Diketahui, terbitnya Perpresi Ektremisme menimbulkan polemik di tengah masyarakat. Partai Keadilan Sejahtera misalnya menilai mempertanyakan motif pemerintah mengeluarkan beleid tersebut.
Kemudian, Setara Institute menilai isi Perpres tersebut memang memiliki rencana-rencana yang terpadu.
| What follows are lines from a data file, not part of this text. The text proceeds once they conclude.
use anchor_lang::prelude::*;
use anchor_lang::solana_program::hash::hash;

use crate::constants::{MAX_NAME_LEN, MIN_NAME_LEN};
use crate::state::{DonorAccount, DonorRoll, TopDonors};

#[account]
#[derive(Debug, PartialEq, Eq)]
pub struct DonationBox {
    pub creator: Pubkey,
    pub owner: Pubkey,
    pub name: String,
    pub schedule: DonationSchedule,
    pub total_donated: u64,
    pub total_withdrawn: u64,
    pub balance: u64,
    pub donor_count: u64,
    pub top_donors: TopDonors,
    pub created_at: i64,
    pub bump: u8,
}

impl Space for DonationBox {
    const INIT_SPACE: usize = 8      // Discriminator
        + 32    // creator: Pubkey
        + 32    // owner: Pubkey
        + 4 + MAX_NAME_LEN // name: String
        + 1 + 16 // schedule: DonationSchedule (1 byte variant + max variant size)
        + 8     // total_donated: u64
        + 8     // total_withdrawn: u64
        + 8     // balance: u64
        + 8     // donor_count: u64
        + TopDonors::SPACE // top_donors
        + 8     // created_at: i64
        + 1; // bump: u8
}

#[derive(AnchorSerialize, AnchorDeserialize, Clone, Copy, Debug, PartialEq, Eq)]
pub enum DonationSchedule {
    /// Donations are accepted at any time.
    Unrestricted,
    /// Donations are accepted from `start_time` to `end_time`, both inclusive.
    Window { start_time: i64, end_time: i64 },
}

impl DonationSchedule {
    pub fn validate(&self) -> Result<()> {
        if let Self::Window {
            start_time,
            end_time,
        } = self
        {
            require!(start_time < end_time, DonationError::InvalidWindow);
        }
        Ok(())
    }

    pub fn is_open(&self, now: i64) -> bool {
        match *self {
            Self::Unrestricted => true,
            Self::Window {
                start_time,
                end_time,
            } => start_time <= now && now <= end_time,
        }
    }

    pub fn check_open(&self, now: i64) -> Result<()> {
        if let Self::Window {
            start_time,
            end_time,
        } = *self
        {
            require!(now >= start_time, DonationError::DonationNotStarted);
            require!(now <= end_time, DonationError::DonationEnded);
        }
        Ok(())
    }

    pub fn start_time(&self) -> Option<i64> {
        match self {
            Self::Unrestricted => None,
            Self::Window { start_time, .. } => Some(*start_time),
        }
    }

    pub fn end_time(&self) -> Option<i64> {
        match self {
            Self::Unrestricted => None,
            Self::Window { end_time, .. } => Some(*end_time),
        }
    }
}

#[derive(AnchorSerialize, AnchorDeserialize, Clone, Copy, Debug, PartialEq, Eq)]
pub struct TimeWindowInfo {
    pub start_time: Option<i64>,
    pub end_time: Option<i64>,
    pub current_time: i64,
}

#[derive(AnchorSerialize, AnchorDeserialize, Clone, Copy, Debug, PartialEq, Eq)]
pub struct DonationSummary {
    pub owner: Pubkey,
    pub total_donated: u64,
    pub total_withdrawn: u64,
    pub balance: u64,
    pub donor_count: u64,
}

impl DonationBox {
    pub fn new(
        creator: Pubkey,
        name: String,
        schedule: DonationSchedule,
        created_at: i64,
        bump: u8,
    ) -> Result<Self> {
        require!(
            name.len() >= MIN_NAME_LEN && name.len() <= MAX_NAME_LEN,
            DonationError::NameLengthInvalid
        );
        schedule.validate()?;

        Ok(Self {
            creator,
            owner: creator,
            name,
            schedule,
            total_donated: 0,
            total_withdrawn: 0,
            balance: 0,
            donor_count: 0,
            top_donors: TopDonors::default(),
            created_at,
            bump,
        })
    }

    /// PDA seed for a box name. Names are hashed so that any input length
    /// derives an address and reaches the length check.
    pub fn name_seed(name: &str) -> [u8; 32] {
        hash(name.as_bytes()).to_bytes()
    }

    pub fn only_owner(&self, caller: &Pubkey) -> Result<()> {
        require_keys_eq!(*caller, self.owner, DonationError::Unauthorized);
        Ok(())
    }

    /// Record `amount` from the donor behind `ledger` and return the donor's
    /// new cumulative amount.
    ///
    /// `roll` is the entry region of the donor roll. A first donation needs
    /// room for one more entry after the current `donor_count`.
    /// Nothing is written unless every check passes.
    pub fn record_donation(
        &mut self,
        ledger: &mut DonorAccount,
        roll: &mut [u8],
        amount: u64,
        now: i64,
    ) -> Result<u64> {
        require!(amount > 0, DonationError::InvalidAmount);
        self.schedule.check_open(now)?;

        let first_donation = ledger.is_new();
        let roll_index =
            usize::try_from(self.donor_count).map_err(|_| DonationError::MathOverflow)?;
        if first_donation {
            DonorRoll::check_room(roll, roll_index)?;
        }
        let total_by_donor = ledger
            .amount
            .checked_add(amount)
            .ok_or(DonationError::MathOverflow)?;
        let total_donated = self
            .total_donated
            .checked_add(amount)
            .ok_or(DonationError::MathOverflow)?;
        let balance = self
            .balance
            .checked_add(amount)
            .ok_or(DonationError::MathOverflow)?;
        let donor_count = if first_donation {
            self.donor_count
                .checked_add(1)
                .ok_or(DonationError::MathOverflow)?
        } else {
            self.donor_count
        };

        if first_donation {
            DonorRoll::write_entry(roll, roll_index, &ledger.donor)?;
            ledger.first_donated_at = now;
        }
        ledger.amount = total_by_donor;
        ledger.last_donated_at = now;

        self.total_donated = total_donated;
        self.balance = balance;
        self.donor_count = donor_count;
        self.top_donors.update(ledger.donor, total_by_donor);

        Ok(total_by_donor)
    }

    /// Empty the held balance on behalf of the owner, returning the amount to
    /// pay out.
    pub fn withdraw(&mut self, caller: &Pubkey) -> Result<u64> {
        self.only_owner(caller)?;
        require!(self.balance > 0, DonationError::NothingToWithdraw);

        let amount = self.balance;
        self.total_withdrawn = self
            .total_withdrawn
            .checked_add(amount)
            .ok_or(DonationError::MathOverflow)?;
        self.balance = 0;
        Ok(amount)
    }

    /// Hand the owner role to `new_owner`, returning the previous owner.
    pub fn transfer_ownership(&mut self, caller: &Pubkey, new_owner: Pubkey) -> Result<Pubkey> {
        self.only_owner(caller)?;
        require_keys_neq!(new_owner, Pubkey::default(), DonationError::InvalidOwner);

        Ok(std::mem::replace(&mut self.owner, new_owner))
    }

    pub fn is_donation_allowed(&self, now: i64) -> bool {
        self.schedule.is_open(now)
    }

    pub fn time_window(&self, now: i64) -> TimeWindowInfo {
        TimeWindowInfo {
            start_time: self.schedule.start_time(),
            end_time: self.schedule.end_time(),
            current_time: now,
        }
    }

    pub fn summary(&self) -> DonationSummary {
        DonationSummary {
            owner: self.owner,
            total_donated: self.total_donated,
            total_withdrawn: self.total_withdrawn,
            balance: self.balance,
            donor_count: self.donor_count,
        }
    }
}

#[event]
pub struct DonationBoxInitialized {
    pub donation_box: Pubkey,
    pub owner: Pubkey,
    pub schedule: DonationSchedule,
    pub timestamp: i64,
}

#[event]
pub struct DonationMade {
    pub donation_box: Pubkey,
    pub donor: Pubkey,
    pub amount: u64,
    pub total_by_donor: u64,
    pub timestamp: i64,
}

#[event]
pub struct FundsWithdrawn {
    pub donation_box: Pubkey,
    pub owner: Pubkey,
    pub amount: u64,
    pub timestamp: i64,
}

#[event]
pub struct OwnershipTransferred {
    pub donation_box: Pubkey,
    pub previous_owner: Pubkey,
    pub new_owner: Pubkey,
}

#[error_code]
pub enum DonationError {
    #[msg("Donation amount must be greater than 0")]
    InvalidAmount,

    #[msg("Start time must be before end time")]
    InvalidWindow,

    #[msg("Name must be between 4 and 32 characters")]
    NameLengthInvalid,

    #[msg("Owner cannot be the default address")]
    InvalidOwner,

    #[msg("Unauthorized action")]
    Unauthorized,

    #[msg("No funds to withdraw")]
    NothingToWithdraw,

    #[msg("Donation period has not started yet")]
    DonationNotStarted,

    #[msg("Donation period has ended")]
    DonationEnded,

    #[msg("Math overflow error")]
    MathOverflow,

    #[msg("Donor roll has no room for a new donor")]
    RollOutOfSpace,
}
Namun, Direktur Eksekutif Setara Institute Ismail Hasani mengingatkan, muatan partisipasi masyarakat ini tidak boleh menimbulkan pembenaran persekusi oleh kelompok masyarakat.
Dia menyatakan pemerintah masih harus memastikan ada batasan konsep partisipasi, sehingga tidak menimbulkan masalah dalam penegakan hukum.
Sebelumnya, Pemerintah berharap masyarakat mendukung terbitnya Peraturan Presiden (Perpres) Nomor 7 Tahun 2021 tentang Rencana Aksi Nasional Pencegahan dan Penanggulangan Ekstremisme Berbasis Kekerasan yang Mengarah pada Terorisme Tahun 2020-2024 (RAN PE).
Kepala Staf Kepresidenan Moeldoko menyatakan bahwa salah satu poin penting pemerintah dalam Perpres ini adalah pelibatan masyarakat sipil dalam mengatasi persoalan radikalisme dan terorisme.
Moeldoko menyebut, rasionalisasi terbitnya aturan ini karena tidak berimbangnya rasio jumlah penduduk dengan jumlah polisi.
"Jumlah polisi kita itu sekitar 470.000, jumlah penduduk kita sekitar anggap lah 270 juta. Jadi kalau dihitung satu polisi itu harus mengelola kurang lebih 500 masyarakat. Padahal di Jepang itu hanya 1:50," kata Moeldoko, Rabu (20/1/2021).